The Irish contingent has been hit. Kenneth Branagh, Oscar nominated as director and writer of Belfast, and Ciarán Hinds, up in best supporting actor for the same film, both tested positive after the British awards and have been isolating in New York. Phil Lord and Christopher Miller, producers of the Oscar-nominated animation The Mitchells vs The Machines, were also among the Bafta attendees diagnosed with Covid.
Audience members will need to show two negative PCR tests and proof of vaccination in order to attend the event. Responding to a rise of 130 per cent in test specimens showing the highly transmissible BA.2 Omicron strain in LA, the Academy of Motion Picture Arts and Sciences issued new protocols on Friday.
“Those who tested positive for Covid-19 and are within a zero to five-day window from the date of their first positive test are not permitted to attend under any circumstances,” the document explained.

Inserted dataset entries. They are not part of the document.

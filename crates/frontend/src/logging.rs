//! Browser console logging

use tracing_subscriber::fmt::format::Pretty;
use tracing_subscriber::prelude::*;
use tracing_web::{performance_layer, MakeWebConsoleWriter};

/// Install the global `tracing` subscriber writing to the browser console.
///
/// Safe to call more than once; later calls are ignored.
pub fn init() {
    let fmt_layer = tracing_subscriber::fmt::layer()
        .with_ansi(false) // browsers do not render ANSI escapes
        .without_time()
        .with_writer(MakeWebConsoleWriter::new());
    let perf_layer = performance_layer().with_details_from_fields(Pretty::default());

    if tracing_subscriber::registry()
        .with(fmt_layer)
        .with(perf_layer)
        .try_init()
        .is_err()
    {
        tracing::debug!("tracing subscriber already installed");
    }
}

Controversially, the Academy will not, however, be requiring presenters and performers – as opposed to those merely in the audience – to show proof of vaccination. "We're still encouraging people to be vaccinated to be a part of the show and we are putting our attendees' health and safety first," Will Packer, producer of the show, explained.
“But the decision was made by the Academy not to mandate it, not to dictate if you participate, then this must be your choice. I think that was the right decision.”

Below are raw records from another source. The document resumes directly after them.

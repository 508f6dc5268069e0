//! Request and response bodies of the ShopDash API

use chrono::{DateTime, Utc};
use serde::{Deserialize, Serialize};

/// Credentials posted to the login endpoint
#[derive(Debug, Clone, Serialize, Deserialize, PartialEq)]
pub struct LoginRequest {
    pub username: String,
    pub password: String,
}

/// Successful login
#[derive(Debug, Clone, Serialize, Deserialize, PartialEq)]
pub struct LoginResponse {
    pub token: String,
    /// Token lifetime in seconds, when the server issues expiring tokens
    #[serde(default)]
    pub expires_in: Option<u64>,
    #[serde(default)]
    pub user: Option<UserProfile>,
}

/// The signed-in user
#[derive(Debug, Clone, Serialize, Deserialize, PartialEq)]
pub struct UserProfile {
    pub id: String,
    pub username: String,
    #[serde(default)]
    pub name: Option<String>,
}

impl UserProfile {
    /// Name to greet the user with
    pub fn display_name(&self) -> &str {
        self.name.as_deref().unwrap_or(&self.username)
    }
}

/// Summary figures shown on the dashboard
#[derive(Debug, Clone, Default, Serialize, Deserialize, PartialEq)]
pub struct DashboardStats {
    pub total_products: u64,
    pub total_stock: u64,
    pub low_stock: u64,
    pub inventory_value: f64,
}

#[derive(Debug, Clone, Serialize, Deserialize, PartialEq)]
pub struct Product {
    pub id: String,
    pub name: String,
    #[serde(default)]
    pub description: Option<String>,
    pub price: f64,
    pub stock: u32,
    pub created_at: DateTime<Utc>,
    pub updated_at: DateTime<Utc>,
}

/// Body for creating or replacing a product
#[derive(Debug, Clone, Default, Serialize, Deserialize, PartialEq)]
pub struct ProductInput {
    pub name: String,
    #[serde(skip_serializing_if = "Option::is_none")]
    pub description: Option<String>,
    pub price: f64,
    pub stock: u32,
}

#[derive(Debug, Clone, Serialize, Deserialize, PartialEq)]
pub struct ProductListResponse {
    pub products: Vec<Product>,
    pub total: usize,
}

Those seated in the area next to the stage will be positioned some distance apart. Masks will be required only in the mezzanine section.
The partying continued in the stubborn shadow of the plague, but there were alterations in attitude and procedure. Over the last decade and a half, the Oscar Wilde Awards, honouring the Irish contribution to film, has become a pre-Oscars staple at the offices of Bad Robot, JJ Abrams's production offices, in coastal Santa Monica.
This year, in order to permit greater distancing, the event was moved to The Ebell of Los Angeles, an educational establishment closer to the Hollywood buzz. Adam McKay, director and writer of Don't Look Up, Jamie Dornan, star of Belfast, Dónall Ó Héalai, ubiquitous actor, and Kenneth Branagh, still isolating elsewhere, were among those honoured at the event on Thursday night.
Dornan talked about Belfast’s arrival, largely unheralded, to the Telluride Film Festival six months ago and the subsequent awards carnival. “I’m trying to enjoy the moment, but it’s been a long moment, from Telluride in September when it was just Ken and I out there, now it’s been months,” he told the BBC. “I think I’ll look back on it and it will have even more resonance of how special it’s been to be a part of this movie.”
Belfast, nominated in seven categories, arrives at the Oscars as a marked underdog in all but one of those races. Branagh still stands a decent chance of winning best original screenplay for his autobiographical script concerning a family negotiating an increasingly violent Belfast in the late 1960s. Kerry's Jessie Buckley, nominated for The Lost Daughter, will struggle to get past Ariana DeBose, runaway favourite for West Side Story, in the best supporting actress category.
The big Oscar story of the last few weeks has been the rise and rise of Sian Heder's CODA. Once considered a rank outsider, the Apple TV release, concerning a deaf fishing family in Massachusetts, is now joint favourite for best picture with Jane Campion's The Power of the Dog.